— DATA SUPPLIED —
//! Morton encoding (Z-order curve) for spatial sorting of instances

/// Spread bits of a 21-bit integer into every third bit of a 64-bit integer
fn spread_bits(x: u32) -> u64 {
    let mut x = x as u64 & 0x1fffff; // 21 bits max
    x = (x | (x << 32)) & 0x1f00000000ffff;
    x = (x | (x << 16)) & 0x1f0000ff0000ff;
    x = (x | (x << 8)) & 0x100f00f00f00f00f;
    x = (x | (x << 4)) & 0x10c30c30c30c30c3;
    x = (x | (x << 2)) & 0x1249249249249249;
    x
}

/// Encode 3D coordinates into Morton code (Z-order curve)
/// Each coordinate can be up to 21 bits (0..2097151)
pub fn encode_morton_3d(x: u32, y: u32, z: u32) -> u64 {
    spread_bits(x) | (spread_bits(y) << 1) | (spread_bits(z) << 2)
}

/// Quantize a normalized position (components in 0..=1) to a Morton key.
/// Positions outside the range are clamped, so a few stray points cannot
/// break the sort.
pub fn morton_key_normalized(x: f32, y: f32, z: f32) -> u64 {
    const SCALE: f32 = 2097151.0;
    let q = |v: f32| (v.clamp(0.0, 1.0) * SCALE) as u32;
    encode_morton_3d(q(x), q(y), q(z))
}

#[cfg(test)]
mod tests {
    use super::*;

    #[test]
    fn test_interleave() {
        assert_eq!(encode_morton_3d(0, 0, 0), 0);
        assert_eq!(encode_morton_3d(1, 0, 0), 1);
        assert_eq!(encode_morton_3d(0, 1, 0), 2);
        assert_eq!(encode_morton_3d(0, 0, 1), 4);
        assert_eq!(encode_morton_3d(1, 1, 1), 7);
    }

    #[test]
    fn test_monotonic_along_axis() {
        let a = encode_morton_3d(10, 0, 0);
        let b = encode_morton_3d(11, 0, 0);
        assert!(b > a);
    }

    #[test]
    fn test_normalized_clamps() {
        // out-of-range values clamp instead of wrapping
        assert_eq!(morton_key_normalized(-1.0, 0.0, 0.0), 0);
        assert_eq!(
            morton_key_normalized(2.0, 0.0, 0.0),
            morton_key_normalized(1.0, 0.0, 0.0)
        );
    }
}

— YOUR GOAL —
Restate the whole listing word for word so that no line differs from the original.

— ANSWER FOR THE TASK —
//! Morton encoding (Z-order curve) for spatial sorting of instances

/// Spread bits of a 21-bit integer into every third bit of a 64-bit integer
fn spread_bits(x: u32) -> u64 {
    let mut x = x as u64 & 0x1fffff; // 21 bits max
    x = (x | (x << 32)) & 0x1f00000000ffff;
    x = (x | (x << 16)) & 0x1f0000ff0000ff;
    x = (x | (x << 8)) & 0x100f00f00f00f00f;
    x = (x | (x << 4)) & 0x10c30c30c30c30c3;
    x = (x | (x << 2)) & 0x1249249249249249;
    x
}

/// Encode 3D coordinates into Morton code (Z-order curve)
/// Each coordinate can be up to 21 bits (0..2097151)
pub fn encode_morton_3d(x: u32, y: u32, z: u32) -> u64 {
    spread_bits(x) | (spread_bits(y) << 1) | (spread_bits(z) << 2)
}

/// Quantize a normalized position (components in 0..=1) to a Morton key.
/// Positions outside the range are clamped, so a few stray points cannot
/// break the sort.
pub fn morton_key_normalized(x: f32, y: f32, z: f32) -> u64 {
    const SCALE: f32 = 2097151.0;
    let q = |v: f32| (v.clamp(0.0, 1.0) * SCALE) as u32;
    encode_morton_3d(q(x), q(y), q(z))
}

#[cfg(test)]
mod tests {
    use super::*;

    #[test]
    fn test_interleave() {
        assert_eq!(encode_morton_3d(0, 0, 0), 0);
        assert_eq!(encode_morton_3d(1, 0, 0), 1);
        assert_eq!(encode_morton_3d(0, 1, 0), 2);
        assert_eq!(encode_morton_3d(0, 0, 1), 4);
        assert_eq!(encode_morton_3d(1, 1, 1), 7);
    }

    #[test]
    fn test_monotonic_along_axis() {
        let a = encode_morton_3d(10, 0, 0);
        let b = encode_morton_3d(11, 0, 0);
        assert!(b > a);
    }

    #[test]
    fn test_normalized_clamps() {
        // out-of-range values clamp instead of wrapping
        assert_eq!(morton_key_normalized(-1.0, 0.0, 0.0), 0);
        assert_eq!(
            morton_key_normalized(2.0, 0.0, 0.0),
            morton_key_normalized(1.0, 0.0, 0.0)
        );
    }
}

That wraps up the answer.